Imagine this with us–you work on a church staff where there is little drama. Each team is in their lane, moving the ball down the court when appropriate, and morale is high across the board. Seem too good to be true?
In the fast pace of church leadership, dealing with difficult staff members can not only put a damper on your overall team morale, but it can feel like a major setback in general to the vision you have as a leader. Maybe you begin to wonder if you made the right hire. Perhaps a more seasoned employee is making you speculate if it’s time for their transition. Whatever the case is, the fact of the matter is we work with people. And people are messy. We need to learn how to effectively manage people in a way that lifts each other up.
We hate to be a bearer of bad news, but listen up. We’re telling you because we care. One way pastors often respond in scenarios of difficult employees is to cast blame or assume a sole fault in the employee. And we would never say this is how we operate…but the lack of self-awareness and the lack of communication proves it time and time again.
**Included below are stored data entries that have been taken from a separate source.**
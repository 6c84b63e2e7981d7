// Copyright (c) 2025-2026 Adrian Robinson. Licensed under the AGPL-3.0.
// See LICENSE file in the project root for full license text.

//! Replica engine.
//!
//! A [`Replica`] owns one in-memory state value and keeps it equal to the
//! authoritative copy in the store by applying every announcement published on
//! its topic, its own included:
//!
//! ```text
//!   caller                      store (MULTI/EXEC)             every replica
//!   set(v) ──compose──► [SET key v, PUBLISH topic {set, v}] ──► message loop
//!                                                                  │ reduce
//!                                                                  ▼
//!                                                            state + listeners
//! ```
//!
//! A local write never touches local state directly; it only becomes visible
//! when its announcement comes back through the subscription. That keeps
//! every replica on the same topic applying the same operations in the same
//! order.
//!
//! # Variants
//!
//! What the state looks like, how it is read back from the store, and how each
//! operation changes it is defined by a [`ReplicaVariant`]. The two built-in
//! variants live in [`crate::caches`].
//!
//! # Initialization
//!
//! [`Replica::initialize`] clears the store, writes the new contents together
//! with a `load` announcement, then waits on a reload barrier until this
//! replica has re-read the store and applied the result. Change listeners are
//! notified before the barrier releases. The wait is bounded by the
//! configured reload timeout; with no timeout, a lost announcement stalls the
//! caller forever.

mod barrier;
mod handler;
mod types;

pub use types::{ChangeListener, ErrorListener, ListenerId, Operation};

use crate::bus::{Bus, SubscriberId};
use crate::connection::Connections;
use crate::envelope::{Envelope, OpTag};
use crate::error::{ReplicaError, Result};
use crate::metrics;
use crate::store::{Command, Reply, Store};
use barrier::ReloadBarriers;
use dashmap::DashMap;
use serde::de::DeserializeOwned;
use serde_json::Value;
use std::sync::atomic::{AtomicU64, Ordering};
use std::sync::Arc;
use std::time::{Duration, Instant};
use tokio::sync::{watch, Mutex};
use tokio::task::JoinHandle;
use tracing::{debug, error, info, warn};

/// Operation type for a variant.
pub type VariantOperation<V> = Operation<
    <V as ReplicaVariant>::Load,
    <V as ReplicaVariant>::Set,
    <V as ReplicaVariant>::Delete,
>;

/// Shape and semantics of one kind of replicated state.
pub trait ReplicaVariant: Sized + Send + Sync + 'static {
    /// In-memory state.
    type State: Clone + Send + Sync + 'static;
    /// Result of a full store read.
    type Load: Send + 'static;
    /// `set` announcement payload.
    type Set: DeserializeOwned + Send + 'static;
    /// `delete` announcement payload.
    type Delete: DeserializeOwned + Send + 'static;

    /// Short name for logs and metrics.
    fn kind(&self) -> &'static str;

    /// Empty state, before the first load and after a clear.
    fn initial_state(&self) -> Self::State;

    /// Whether this variant applies `tag`. Unsupported tags are ignored like
    /// unknown ones.
    fn supports(&self, _tag: OpTag) -> bool {
        true
    }

    /// Commands that read the full state, run as one transaction.
    fn load_commands(&self) -> Vec<Command>;

    /// Commands that remove the state from the store.
    fn clear_commands(&self) -> Vec<Command>;

    /// Turn the replies of [`load_commands`](Self::load_commands) into a load payload.
    fn parse_load(&self, replies: Vec<Reply>) -> Result<Self::Load>;

    /// Compute the next state. Must not have side effects.
    fn reduce(&self, state: &Self::State, operation: VariantOperation<Self>) -> Result<Self::State>;
}

/// State shared between a [`Replica`] handle and its message loop.
pub(crate) struct Shared<V: ReplicaVariant> {
    topic: String,
    variant: V,
    store: Arc<dyn Store>,
    bus: Arc<dyn Bus>,
    subscriber: SubscriberId,
    state: watch::Sender<V::State>,
    /// Held across read, reduce, replace and notify.
    apply_lock: Mutex<()>,
    change_listeners: DashMap<ListenerId, ChangeListener<V::State>>,
    error_listeners: DashMap<ListenerId, ErrorListener>,
    next_listener: AtomicU64,
    barriers: ReloadBarriers,
    reload_timeout: Option<Duration>,
}

impl<V: ReplicaVariant> Shared<V> {
    /// Read the full state from the store and apply it as a load.
    async fn load(&self) -> Result<()> {
        let start = Instant::now();
        let _guard = self.apply_lock.lock().await;

        let replies = self.store.exec(self.variant.load_commands()).await?;
        let payload = self.variant.parse_load(replies)?;
        self.apply_locked(Operation::Load(payload))?;

        metrics::record_reload(&self.topic, start.elapsed());
        Ok(())
    }

    async fn apply(&self, operation: VariantOperation<V>) -> Result<()> {
        let _guard = self.apply_lock.lock().await;
        self.apply_locked(operation)
    }

    /// Caller holds `apply_lock`.
    fn apply_locked(&self, operation: VariantOperation<V>) -> Result<()> {
        let tag = operation.tag();
        let next = {
            let current = self.state.borrow();
            self.variant.reduce(&current, operation)?
        };
        self.state.send_replace(next.clone());

        metrics::record_operation_applied(&self.topic, self.variant.kind(), tag.as_str());
        debug!(topic = %self.topic, op = %tag, "Applied operation");

        let listeners: Vec<ChangeListener<V::State>> = self
            .change_listeners
            .iter()
            .map(|entry| Arc::clone(entry.value()))
            .collect();
        for listener in listeners {
            listener(&next);
        }
        Ok(())
    }

    /// Report a failure of the inbound path to error listeners.
    fn emit_error(&self, err: &ReplicaError) {
        if err.is_retryable() {
            warn!(topic = %self.topic, error = %err, retryable = true, "Replication error");
        } else {
            error!(topic = %self.topic, error = %err, "Replication error");
        }
        metrics::record_replication_error(&self.topic, err.kind());

        let listeners: Vec<ErrorListener> = self
            .error_listeners
            .iter()
            .map(|entry| Arc::clone(entry.value()))
            .collect();
        for listener in listeners {
            listener(err);
        }
    }

    fn next_listener_id(&self) -> ListenerId {
        ListenerId(self.next_listener.fetch_add(1, Ordering::Relaxed))
    }
}

/// A locally cached replica of store state, kept current over the bus.
pub struct Replica<V: ReplicaVariant> {
    shared: Arc<Shared<V>>,
    task: JoinHandle<()>,
}

impl<V: ReplicaVariant> Replica<V> {
    /// Subscribe to `topic` and start applying announcements.
    ///
    /// Opens the shared handles if needed. The subscription is active when
    /// this returns, so any announcement published afterwards is applied.
    /// The state starts as [`ReplicaVariant::initial_state`].
    pub async fn new(
        connections: &Connections,
        topic: impl Into<String>,
        variant: V,
        reload_timeout: Option<Duration>,
    ) -> Result<Self> {
        let topic = topic.into();
        if topic.is_empty() {
            return Err(ReplicaError::Config("topic must be a non-empty string".into()));
        }

        let store = connections.producer().await?;
        let bus = connections.consumer().await?;
        let subscription = bus.subscribe(&topic).await?;

        let (state, _) = watch::channel(variant.initial_state());
        let shared = Arc::new(Shared {
            barriers: ReloadBarriers::new(topic.clone()),
            topic,
            variant,
            store,
            bus,
            subscriber: subscription.id,
            state,
            apply_lock: Mutex::new(()),
            change_listeners: DashMap::new(),
            error_listeners: DashMap::new(),
            next_listener: AtomicU64::new(1),
            reload_timeout,
        });

        info!(topic = %shared.topic, kind = shared.variant.kind(), "Replica subscribed");
        let task = tokio::spawn(handler::run_message_loop(
            Arc::clone(&shared),
            subscription.messages,
        ));

        Ok(Self { shared, task })
    }

    pub fn topic(&self) -> &str {
        &self.shared.topic
    }

    pub fn variant(&self) -> &V {
        &self.shared.variant
    }

    /// Snapshot of the current state.
    pub fn get(&self) -> V::State {
        self.shared.state.borrow().clone()
    }

    /// Watch channel following every state change.
    pub fn state_receiver(&self) -> watch::Receiver<V::State> {
        self.shared.state.subscribe()
    }

    /// Register a change listener. It sees every applied change once, in order.
    pub fn subscribe(&self, listener: impl Fn(&V::State) + Send + Sync + 'static) -> ListenerId {
        let id = self.shared.next_listener_id();
        self.shared.change_listeners.insert(id, Arc::new(listener));
        metrics::set_listener_count(&self.shared.topic, self.shared.change_listeners.len());
        id
    }

    /// Remove a change or error listener. Returns whether it was registered.
    pub fn unsubscribe(&self, id: ListenerId) -> bool {
        let removed = self.shared.change_listeners.remove(&id).is_some()
            || self.shared.error_listeners.remove(&id).is_some();
        metrics::set_listener_count(&self.shared.topic, self.shared.change_listeners.len());
        removed
    }

    /// Register an error listener for failures of inbound replication.
    pub fn on_error(&self, listener: impl Fn(&ReplicaError) + Send + Sync + 'static) -> ListenerId {
        let id = self.shared.next_listener_id();
        self.shared.error_listeners.insert(id, Arc::new(listener));
        id
    }

    /// Read the full state from the store and apply it locally, without
    /// announcing anything.
    pub async fn load(&self) -> Result<()> {
        self.shared.load().await
    }

    /// Replace the store contents with `writes` and wait until this replica
    /// has reloaded them.
    ///
    /// Fails with `ReloadTimeout` if the reload does not complete in time, or
    /// with the store error if the triggered reload could not read the store.
    pub async fn initialize(&self, writes: Vec<Command>) -> Result<()> {
        let shared = &self.shared;
        shared.store.exec(shared.variant.clear_commands()).await?;

        let reload_id = uuid::Uuid::new_v4().to_string();
        let pending = shared.barriers.register(reload_id.clone());

        if let Err(e) = self
            .publish(OpTag::Load, Some(Value::String(reload_id.clone())), writes)
            .await
        {
            shared.barriers.cancel(&reload_id);
            return Err(e);
        }

        shared.barriers.wait(pending, shared.reload_timeout).await?;
        info!(topic = %shared.topic, reload_id = %reload_id, "Replica initialized");
        Ok(())
    }

    /// Remove the state from the store.
    ///
    /// With `broadcast`, every replica (this one included) resets to the empty
    /// state. Without it, no replica is told, local state included.
    pub async fn clear(&self, broadcast: bool) -> Result<()> {
        let commands = self.shared.variant.clear_commands();
        if broadcast {
            self.publish(OpTag::Clear, None, commands).await
        } else {
            self.shared.store.exec(commands).await.map(|_| ())
        }
    }

    /// Execute `writes` and announce `tag`/`payload` in one transaction.
    pub async fn publish(&self, tag: OpTag, payload: Option<Value>, mut writes: Vec<Command>) -> Result<()> {
        let topic = &self.shared.topic;
        let bytes = Envelope::new(tag, payload).encode()?;
        writes.push(Command::Publish {
            topic: topic.clone(),
            payload: bytes,
        });

        let result = self.shared.store.exec(writes).await.map(|_| ());
        metrics::record_publish(topic, tag.as_str(), result.is_ok());
        result
    }

    /// Stop applying announcements and leave the topic.
    ///
    /// Dropping the replica does the same, but the unsubscribe is spawned
    /// onto the current runtime and its result is only logged. Outside a
    /// runtime the route stays until the bus handle goes away.
    pub async fn shutdown(&self) -> Result<()> {
        self.task.abort();
        self.shared
            .bus
            .unsubscribe(&self.shared.topic, self.shared.subscriber)
            .await?;
        debug!(topic = %self.shared.topic, "Replica shut down");
        Ok(())
    }

    #[cfg(test)]
    pub(crate) fn pending_reloads(&self) -> usize {
        self.shared.barriers.pending_count()
    }
}

impl<V: ReplicaVariant> Drop for Replica<V> {
    fn drop(&mut self) {
        self.task.abort();

        if let Ok(handle) = tokio::runtime::Handle::try_current() {
            let bus = Arc::clone(&self.shared.bus);
            let topic = self.shared.topic.clone();
            let subscriber = self.shared.subscriber;
            handle.spawn(async move {
                if let Err(e) = bus.unsubscribe(&topic, subscriber).await {
                    warn!(topic = %topic, error = %e, "Unsubscribe on drop failed");
                }
            });
        }
    }
}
So, if you’re ready to dig into how you can better respond to difficult employees, but also how you can gain better results on your team, this blog is for you. The following steps are crucial in your ability to create a culture where you spend less time dealing with difficult staff members and more time facilitating healthy growth.
Here’s how you deal with difficult staff members:
Step 1: Clarify
Does the staff member understand specifically where he or she is missing the mark? Have you clarified your specific expectations for a role, team dynamic, or project? You’d be surprised how infrequently direct and clear communication happens in these scenarios. And staff members are left on their own to feel the tension brewing (and likely continue to underperform). Brené Brown words it this way–“Clear is kind. Unclear is unkind.” Be clear about what is expected. And in addition, be clear about the resources your staff member has to reach the expectation. You have a great opportunity to make sure your staff feels clarity and support in their roles.
Step 2: Listen
The easiest thing to do when you hold a crucial conversation is to begin preparing your rebuttal as the other is speaking. Fight the urge to do that. After you’ve clarified where the employee is missing the mark, actively listen to the staff member and use this as a time to better understand where the breakdown in performance is stemming from. It’s easy to tell when someone is actually listening, and it’s easier to feel dismissed by a lack of listening as the conversation continues. This step can make or break a healthy culture, and you as a leader have the opportunity to set the tone in listening.
Step 3: Follow up
After the initial meeting, the employee either improves or continues to miss the mark, right? Regardless of which way the performance is headed, it’s important to follow up with specific feedback. If the staff member is improving, the morale and performance will soar even higher when you follow up with praise and recognition for the improvement. Acknowledge when your team is doing a good job! If you’re recognizing a continuation of underperformance, it’s time to repeat expectations and guide the team member with some SMART goals (Specific, Measurable, Actionable, Realistic, Timely). In both cases, feedback should be genuine and specific.
Creating a healthy culture makes all the difference as you stay on course with your ministry and mission. Let’s not avoid the crucial role we as leaders play in maintaining a healthy staff to carry this important work together.